The sphere is not uniformly close to being isometric to Euclidean space
Here is a simple answer for a simpler question: For every domain $V\subset R^n$, there exist an $\epsilon>0$ such that there is no diffeomorphism $f:U→V$ satisfying $\text{dist}(df,\text{SO})< \epsilon$ everywhere on $U$.
Proof: assume otherwise, then you have a sequence $f_k:U\to V$ such that $\text{dist}(df_k,\text{SO})< 1/k$. This implies that the local Lipschitz constant of $f_k$ is $L(f_k)< 1+ C/k$ (for some $C$ depending only on the dimension). By Arcela-Ascoli you get that $f_k$ converges uniformly to $f:U\to V$ and that $L(f)\le 1$. A simple topological argument gives you that $f$ is surjective. The same arguments work for $f_k^{-1}$, converging to a surjective $g:V\to U$ with $L(g)\le 1$. This implies that $U$ and $V$ are isometric (see Theorem 1.6.15 in Burago-Burago-Ivanov).
Maybe one can improve this proof into what you want...
Note that condition $\text{dist}(df,\text{SO})< \epsilon$ is equivalent to the purely metric conditions (i) $L(f) < 1+\epsilon$, (ii) $f$ is locally invertible and (iii) $L(f^{-1})< 1+ \epsilon$, where $L$ is the local Lipschitz constant. The argument above therefore works for any two non-isometric compact metric spaces $U,V$.
$U$ can be taken to be a metric ball of radius $\delta$ around $s\in U.$ I claim:
The image of $f$ includes at least a ball of radius $\delta c_1(\epsilon)$ around $f(s)$ where $c_1(\epsilon)\to 1$ as $\epsilon\to 0.$
When $\text{dist}(df,\text{SO})$ is small, path lengths are approximately preserved; in particular there is some inequality of the form $|\gamma'|\leq c_1(\epsilon)^{-1}|(f\circ \gamma)'|$ for paths $\gamma:[0,1]\to U,$ with $c_1(\epsilon)\to 1$ as $\epsilon\to 0.$ Given a straight-line path of length at most $\delta c_1(\epsilon)$ starting at $f(s),$ we can lift it to a path of length at most $\delta$ in $U$ starting at $s.$
To perform this lift we just need the solution of the ODE $df_{\gamma(t)}\circ \gamma'(t)=\text{const}.$ This exists by Picard–Lindelöf, shrinking $\delta$ if necessary to ensure that the second derivative of $f$ is bounded.

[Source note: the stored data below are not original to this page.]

//! Read-only access to the monitoring proxy.
//!
//! Both public query operations return observation text instead of an error,
//! so a dead or misconfigured backend never ends an agent turn.

use crate::alert::Alert;
use crate::config::MonitorConfig;
use reqwest::{Client, StatusCode};
use serde::{Deserialize, Serialize};
use std::collections::BTreeMap;
use thiserror::Error;
use tracing::{debug, warn};

pub const TOKEN_HEADER: &str = "x-api-token";

#[derive(Debug, Error)]
pub enum GatewayError {
    #[error("request timed out")]
    Timeout,
    #[error("authentication failed (401). Check MCP_API_TOKEN")]
    Unauthorized,
    #[error("backend returned {status}: {body}")]
    Status { status: StatusCode, body: String },
    #[error("{0}")]
    Transport(reqwest::Error),
}

impl From<reqwest::Error> for GatewayError {
    fn from(e: reqwest::Error) -> Self {
        if e.is_timeout() {
            GatewayError::Timeout
        } else {
            GatewayError::Transport(e)
        }
    }
}

#[derive(Debug, Deserialize)]
struct Envelope<T> {
    #[serde(default)]
    data: Option<T>,
}

#[derive(Debug, Default, Deserialize)]
struct AlertsData {
    #[serde(default)]
    alerts: Vec<RawAlert>,
}

#[derive(Debug, Deserialize)]
struct RawAlert {
    #[serde(default)]
    labels: BTreeMap<String, String>,
    #[serde(default)]
    annotations: BTreeMap<String, String>,
}

#[derive(Debug, Default, Deserialize)]
struct MatrixData {
    #[serde(default)]
    result: Vec<MetricSeries>,
}

/// One series of a range query.
#[derive(Debug, Clone, Serialize, Deserialize)]
pub struct MetricSeries {
    #[serde(default)]
    pub metric: BTreeMap<String, String>,
    #[serde(default)]
    pub values: Vec<(serde_json::Value, String)>,
}

impl MetricSeries {
    pub fn latest(&self) -> Option<&str> {
        self.values.last().map(|(_, v)| v.as_str())
    }

    /// `Metric(job=kafka, instance=a) => 1`, labels sorted, `__name__` dropped.
    pub fn summary(&self) -> Option<String> {
        let last = self.latest()?;
        let labels = self
            .metric
            .iter()
            .filter(|(k, _)| k.as_str() != "__name__")
            .map(|(k, v)| format!("{}={}", k, v))
            .collect::<Vec<_>>()
            .join(", ");
        Some(format!("Metric({}) => {}", labels, last))
    }
}

#[derive(Debug, Serialize)]
struct QueryRangeRequest<'a> {
    query: &'a str,
    step: &'a str,
}

/// Built once per process and shared by every session.
#[derive(Debug, Clone)]
pub struct DiagnosticGateway {
    client: Client,
    base_url: String,
    api_token: String,
    step: String,
}

impl DiagnosticGateway {
    pub fn new(config: &MonitorConfig) -> crate::Result<Self> {
        let client = Client::builder().timeout(config.timeout()).build()?;
        Ok(Self {
            client,
            base_url: config.base_url.trim_end_matches('/').to_string(),
            api_token: config.api_token.clone(),
            step: config.query_step.clone(),
        })
    }

    async fn check(response: reqwest::Response) -> Result<reqwest::Response, GatewayError> {
        match response.status() {
            StatusCode::UNAUTHORIZED => Err(GatewayError::Unauthorized),
            status if !status.is_success() => {
                let body = response.text().await.unwrap_or_default();
                Err(GatewayError::Status { status, body })
            }
            _ => Ok(response),
        }
    }

    pub async fn active_alerts(&self) -> Result<Vec<Alert>, GatewayError> {
        let url = format!("{}/tools/list_alerts", self.base_url);
        debug!(url = %url, "Fetching active alerts");

        let response = self
            .client
            .get(&url)
            .header(TOKEN_HEADER, &self.api_token)
            .send()
            .await?;
        let envelope: Envelope<AlertsData> = Self::check(response).await?.json().await?;

        Ok(envelope
            .data
            .unwrap_or_default()
            .alerts
            .into_iter()
            .map(|raw| Alert::from_parts(raw.labels, &raw.annotations))
            .collect())
    }

    pub async fn query_range(&self, expr: &str) -> Result<Vec<MetricSeries>, GatewayError> {
        let url = format!("{}/tools/query_range", self.base_url);
        debug!(url = %url, query = %expr, "Running range query");

        let response = self
            .client
            .post(&url)
            .header(TOKEN_HEADER, &self.api_token)
            .json(&QueryRangeRequest {
                query: expr,
                step: &self.step,
            })
            .send()
            .await?;
        let envelope: Envelope<MatrixData> = Self::check(response).await?.json().await?;
        Ok(envelope.data.unwrap_or_default().result)
    }

    /// One line per firing alert, or a "healthy" sentinel.
    pub async fn list_active_alerts(&self) -> String {
        match self.active_alerts().await {
            Ok(alerts) if alerts.is_empty() => {
                "No active alerts found. The system appears healthy.".to_string()
            }
            Ok(alerts) => alerts
                .iter()
                .map(|a| {
                    format!(
                        "- [ALERT] {} (Severity: {}): {}",
                        a.name,
                        a.severity_label(),
                        a.description
                    )
                })
                .collect::<Vec<_>>()
                .join("\n"),
            Err(e) => {
                warn!(error = %e, "Failed to list active alerts");
                format!("Error connecting to MCP Monitor: {}", e)
            }
        }
    }

    /// Latest sample per series, or a "no data" sentinel.
    pub async fn query_metric(&self, expr: &str) -> String {
        match self.query_range(expr).await {
            Ok(series) => {
                let lines: Vec<String> = series.iter().filter_map(MetricSeries::summary).collect();
                if lines.is_empty() {
                    format!("No data returned for query: {}", expr)
                } else {
                    lines.join("\n")
                }
            }
            Err(e) => {
                warn!(error = %e, query = %expr, "Range query failed");
                format!("Error querying Prometheus: {}", e)
            }
        }
    }
}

The volume of the image of $f$ is at most $c_2(\epsilon)\operatorname{vol}(U)$ where $c_2(\epsilon)\to 1$ as $\epsilon\to 0.$
I mean the usual Riemannian volume, $\sqrt{|g|}dx_1\wedge \dots \wedge dx_n$ in co-ordinates. This definition (or whatever other definition you prefer) shows the volume form is controlled by $g.$
But 1 and 2 are in contradiction for small $\epsilon$ because $\operatorname{vol}(U)$ is smaller than the volume of a Euclidean $\delta$-ball.